Innes J, Fraser I, Carey L C
Arch Surg. 1986 Jun;121(6):665-8. doi: 10.1001/archsurg.1986.01400060059007.
The hemodynamic effect of pancreatic ascitic fluid was studied in a porcine model. Pancreatitis was induced by a low-pressure infusion of trypsin and taurocholate sodium into the pancreatic duct. The ascitic fluid that accumulated was then injected into the inferior vena cava of five pigs, with each pig receiving five infusions at 40-minute intervals. Mean arterial blood pressure and peripheral vascular resistance fell with each infusion, while pulmonary artery pressure increased. The magnitude of the drop in arterial blood pressure decreased with subsequent infusions, suggesting tachyphylaxis. The rise in pulmonary artery pressure increased with successive infusions. Anesthesia artifact and decay of the pancreatic ascitic fluid were ruled out as causes of the tachyphylaxis. Filtration separated the substances producing pulmonary effects and systemic blood pressure effects (0.2 to 11 microns vs 10,000 daltons to 0.2 micron). These data suggest that two mediators may produce the hemodynamic effects of pancreatic ascitic fluid.
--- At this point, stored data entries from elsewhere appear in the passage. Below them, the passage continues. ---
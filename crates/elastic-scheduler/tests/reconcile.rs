//! Reconciliation against the in-memory backend: ownership filtering,
//! listing, refresh, and the polling loop.

mod common;

use std::sync::Arc;
use std::time::Duration;

use common::*;
use elastic_backend::{
    Call, Compatibility, ContainerDefinition, DesiredStatus, EcsApi, NetworkMode, Task,
    TaskDefinition, TaskDefinitionStatus,
};
use elastic_core::{ElasticProfile, LaunchMode, OwnershipLabels};
use elastic_scheduler::{ReconcileLoop, TaskRegistry, TaskTarget, from_task_info};

fn is_describe(c: &Call) -> bool {
    matches!(
        c,
        Call::DescribeTasks { .. } | Call::DescribeTaskDefinition { .. }
    )
}

/// A serverless task and its labelled definition, as another process
/// (spot capacity, another server) would leave them in the cluster.
fn foreign_task(name: &str, server_id: &str, spot: bool) -> (Task, TaskDefinition) {
    let mut profile = ElasticProfile::new("gocd/gocd-agent-alpine", 1024);
    profile.launch_mode = LaunchMode::Serverless;
    profile.run_as_spot_instance = spot;
    let labels = OwnershipLabels {
        server_id: server_id.to_string(),
        job_identifier: job(7),
        environment: "prod".to_string(),
        profile,
    }
    .encode("elastic-agent.ecs")
    .unwrap();

    let definition_arn = format!("arn:aws:ecs:local:000000000000:task-definition/{name}:1");
    let definition = TaskDefinition {
        task_definition_arn: definition_arn.clone(),
        family: name.to_string(),
        revision: 1,
        status: TaskDefinitionStatus::Active,
        container_definitions: vec![ContainerDefinition {
            name: name.to_string(),
            image: "gocd/gocd-agent-alpine".to_string(),
            command: Vec::new(),
            environment: Default::default(),
            docker_labels: labels,
            memory: Some(1024),
            memory_reservation: None,
            cpu: 256,
            privileged: false,
            essential: true,
            mount_points: Vec::new(),
            log_configuration: None,
        }],
        network_mode: NetworkMode::Awsvpc,
        requires_compatibilities: vec![Compatibility::Fargate],
        cpu: Some("256".to_string()),
        memory: Some("1024".to_string()),
    };
    let task = Task {
        task_arn: format!("arn:aws:ecs:local:000000000000:task/agents/{name}-task"),
        task_definition_arn: definition_arn,
        cluster: "agents".to_string(),
        container_instance_arn: None,
        last_status: "RUNNING".to_string(),
        desired_status: DesiredStatus::Running,
        launch_type: None,
        capacity_provider_name: Some(if spot { "FARGATE_SPOT" } else { "FARGATE" }.to_string()),
        created_at: Some(1_700_000_000),
        containers: Vec::new(),
    };
    (task, definition)
}

#[tokio::test]
async fn empty_cluster_lists_without_describing() {
    let h = Harness::new();
    let reconciler = h.reconciler(SERVER_ID);

    let tasks = reconciler.list_all_tasks(&h.settings).await.unwrap();
    assert!(tasks.is_empty());
    assert_eq!(h.ecs.count_calls(is_describe), 0);

    let running = reconciler.all_running_containers(&h.settings).await.unwrap();
    assert!(running.is_empty());
    assert_eq!(h.ecs.count_calls(is_describe), 0);
}

#[tokio::test]
async fn refresh_unknown_task_is_none() {
    let h = Harness::new();
    let reconciler = h.reconciler(SERVER_ID);
    let refreshed = reconciler
        .refresh_task(&h.settings, "arn:aws:ecs:local:000000000000:task/agents/nope")
        .await
        .unwrap();
    assert!(refreshed.is_none());
}

#[tokio::test]
async fn refresh_known_task() {
    let h = Harness::new();
    let task = h
        .orchestrator
        .create(&instance_request(false), &h.settings, &h.console)
        .await
        .unwrap()
        .unwrap();

    let refreshed = h
        .reconciler(SERVER_ID)
        .refresh_task(&h.settings, &task.task_arn)
        .await
        .unwrap()
        .unwrap();
    assert_eq!(refreshed.task_arn, task.task_arn);
}

#[tokio::test]
async fn ownership_filter_on_rebuilt_tasks() {
    let h = Harness::new();
    h.orchestrator
        .create(&instance_request(false), &h.settings, &h.console)
        .await
        .unwrap();

    let reconciler = h.reconciler(SERVER_ID);
    let tasks = reconciler.list_all_tasks(&h.settings).await.unwrap();
    let instances = reconciler.container_instance_map(&h.settings).await.unwrap();
    assert_eq!(tasks.len(), 1);
    let (task, definition) = &tasks[0];

    assert!(
        from_task_info(task, definition, &instances, "server-B")
            .unwrap()
            .is_none()
    );
    let rebuilt = from_task_info(task, definition, &instances, "SERVER-a")
        .unwrap()
        .unwrap();
    assert!(matches!(rebuilt.target, TaskTarget::Real { .. }));
    assert_eq!(rebuilt.environment, "prod");
}

#[tokio::test]
async fn running_containers_exclude_stopped_tasks() {
    let h = Harness::new();
    let keep = h
        .orchestrator
        .create(&instance_request(false), &h.settings, &h.console)
        .await
        .unwrap()
        .unwrap();
    let stop = h
        .orchestrator
        .create(&serverless_request(false), &h.settings, &h.console)
        .await
        .unwrap()
        .unwrap();
    h.orchestrator.stop_and_cleanup_task(&h.settings, &stop).await;

    let running = h
        .reconciler(SERVER_ID)
        .all_running_containers(&h.settings)
        .await
        .unwrap();
    assert_eq!(running.len(), 1);
    assert_eq!(running[0].task_arn, keep.task_arn);
    assert_eq!(running[0].container_name, keep.name);
    assert_eq!(running[0].image.as_deref(), Some("gocd/gocd-agent-alpine"));
    let labels = running[0].labels.as_ref().unwrap();
    assert_eq!(labels.server_id, SERVER_ID);
}

#[tokio::test]
async fn refresh_all_replaces_registry_contents() {
    let h = Harness::new();
    let task = h
        .orchestrator
        .create(&serverless_request(true), &h.settings, &h.console)
        .await
        .unwrap()
        .unwrap();

    let registry = TaskRegistry::new();
    registry.insert(task.clone()).await;

    let reconcile = ReconcileLoop::new(
        Arc::new(h.reconciler("server-a")),
        registry.clone(),
        Arc::new(h.settings.clone()),
    );
    assert_eq!(reconcile.refresh_all().await.unwrap(), 1);

    let rebuilt = registry.get(&task.name).await.unwrap();
    assert_eq!(rebuilt.task_arn, task.task_arn);
    // The placeholder handed out at creation survives reconciliation.
    assert_eq!(rebuilt.target, task.target);

    // Another server sees nothing of ours.
    let foreign = TaskRegistry::new();
    let other = ReconcileLoop::new(
        Arc::new(h.reconciler("server-B")),
        foreign.clone(),
        Arc::new(h.settings.clone()),
    );
    assert_eq!(other.refresh_all().await.unwrap(), 0);
    assert!(foreign.is_empty().await);
}

#[tokio::test]
async fn reconcile_loop_runs_until_shutdown() {
    let h = Harness::new();
    h.orchestrator
        .create(&instance_request(false), &h.settings, &h.console)
        .await
        .unwrap();

    let registry = TaskRegistry::new();
    let reconcile = Arc::new(ReconcileLoop::new(
        Arc::new(h.reconciler(SERVER_ID)),
        registry.clone(),
        Arc::new(h.settings.clone()),
    ));

    let (shutdown_tx, shutdown_rx) = tokio::sync::watch::channel(false);
    let handle = {
        let reconcile = reconcile.clone();
        tokio::spawn(async move {
            reconcile
                .run(Duration::from_millis(10), shutdown_rx)
                .await
        })
    };

    tokio::time::sleep(Duration::from_millis(100)).await;
    shutdown_tx.send(true).unwrap();
    tokio::time::timeout(Duration::from_secs(5), handle)
        .await
        .expect("loop stops on shutdown")
        .unwrap();

    assert_eq!(registry.len().await, 1);
}

#[tokio::test]
async fn stopped_task_does_not_break_listing() {
    let h = Harness::new();
    let keep = h
        .orchestrator
        .create(&instance_request(false), &h.settings, &h.console)
        .await
        .unwrap()
        .unwrap();
    let stop = h
        .orchestrator
        .create(&instance_request(false), &h.settings, &h.console)
        .await
        .unwrap()
        .unwrap();
    h.orchestrator.stop_and_cleanup_task(&h.settings, &stop).await;
    h.ecs.clear_calls();

    let reconciler = h.reconciler(SERVER_ID);
    let tasks = reconciler.list_all_tasks(&h.settings).await.unwrap();
    assert_eq!(tasks.len(), 1);
    assert_eq!(tasks[0].0.task_arn, keep.task_arn);
    // Only the live task's definition is described.
    assert_eq!(
        h.ecs
            .count_calls(|c| matches!(c, Call::DescribeTaskDefinition { .. })),
        1
    );

    let registry = TaskRegistry::new();
    let reconcile = ReconcileLoop::new(
        Arc::new(reconciler),
        registry.clone(),
        Arc::new(h.settings.clone()),
    );
    assert_eq!(reconcile.refresh_all().await.unwrap(), 1);
    assert!(registry.get(&keep.name).await.is_some());
    assert!(registry.get(&stop.name).await.is_none());
}

#[tokio::test]
async fn running_task_with_deleted_definition_is_skipped() {
    let h = Harness::new();
    let (orphan, definition) = foreign_task("GoCDorphan", SERVER_ID, false);
    h.ecs.insert_task(orphan, definition.clone());
    let (live, live_definition) = foreign_task("GoCDlive", SERVER_ID, false);
    h.ecs.insert_task(live.clone(), live_definition);

    h.ecs
        .deregister_task_definition(&definition.task_definition_arn)
        .await
        .unwrap();
    h.ecs
        .delete_task_definitions(&[definition.task_definition_arn.clone()])
        .await
        .unwrap();

    let tasks = h
        .reconciler(SERVER_ID)
        .list_all_tasks(&h.settings)
        .await
        .unwrap();
    assert_eq!(tasks.len(), 1);
    assert_eq!(tasks[0].0.task_arn, live.task_arn);
}

#[tokio::test]
async fn out_of_band_tasks_are_found_by_owner() {
    let h = Harness::new();
    // Spot capacity started this one after create() handed it off.
    let (spot, spot_definition) = foreign_task("GoCDspot", SERVER_ID, true);
    h.ecs.insert_task(spot.clone(), spot_definition);
    let (other, other_definition) = foreign_task("GoCDother", "server-B", false);
    h.ecs.insert_task(other.clone(), other_definition);

    let listed = h
        .reconciler(SERVER_ID)
        .list_all_tasks(&h.settings)
        .await
        .unwrap();
    assert_eq!(listed.len(), 2);

    let registry = TaskRegistry::new();
    let reconcile = ReconcileLoop::new(
        Arc::new(h.reconciler(SERVER_ID)),
        registry.clone(),
        Arc::new(h.settings.clone()),
    );
    assert_eq!(reconcile.refresh_all().await.unwrap(), 1);

    let found = registry.get("GoCDspot").await.unwrap();
    assert_eq!(found.task_arn, spot.task_arn);
    assert_eq!(found.job_identifier, job(7));
    assert!(matches!(found.target, TaskTarget::Synthetic { spot: true, .. }));
    assert_eq!(found.target.display_id(), Some("FargateSpotGoCDspot-task"));
    assert!(registry.get("GoCDother").await.is_none());

    // The other server sees only its own task.
    let theirs = TaskRegistry::new();
    let other_loop = ReconcileLoop::new(
        Arc::new(h.reconciler("server-b")),
        theirs.clone(),
        Arc::new(h.settings.clone()),
    );
    assert_eq!(other_loop.refresh_all().await.unwrap(), 1);
    assert_eq!(theirs.get("GoCDother").await.unwrap().task_arn, other.task_arn);
}

#[tokio::test]
async fn configured_loop_uses_settings_interval() {
    let mut h = Harness::new();
    h.settings.reconcile_interval_secs = 1;
    h.orchestrator
        .create(&instance_request(false), &h.settings, &h.console)
        .await
        .unwrap();

    let registry = TaskRegistry::new();
    let reconcile = Arc::new(ReconcileLoop::new(
        Arc::new(h.reconciler(SERVER_ID)),
        registry.clone(),
        Arc::new(h.settings.clone()),
    ));
    let (shutdown_tx, shutdown_rx) = tokio::sync::watch::channel(false);
    let handle = {
        let reconcile = reconcile.clone();
        tokio::spawn(async move { reconcile.run_configured(shutdown_rx).await })
    };

    // Nothing before the first tick, one pass after it.
    tokio::time::sleep(Duration::from_millis(300)).await;
    assert!(registry.is_empty().await);
    tokio::time::sleep(Duration::from_millis(1200)).await;
    assert_eq!(registry.len().await, 1);

    shutdown_tx.send(true).unwrap();
    tokio::time::timeout(Duration::from_secs(5), handle)
        .await
        .expect("loop stops on shutdown")
        .unwrap();
}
在猪模型中研究了胰性腹水的血流动力学效应。通过向胰管低压输注胰蛋白酶和牛磺胆酸钠诱导胰腺炎。然后将积聚的腹水注入5头猪的下腔静脉,每头猪每隔40分钟接受5次输注。每次输注后平均动脉血压和外周血管阻力下降,而肺动脉压升高。动脉血压下降的幅度随后续输注而减小,提示快速耐受性。肺动脉压的升高随连续输注而增加。排除麻醉假象和胰性腹水衰减作为快速耐受性的原因。过滤分离出产生肺部效应和全身血压效应的物质(0.2至11微米对10,000道尔顿至0.2微米)。这些数据表明,两种介质可能产生胰性腹水的血流动力学效应。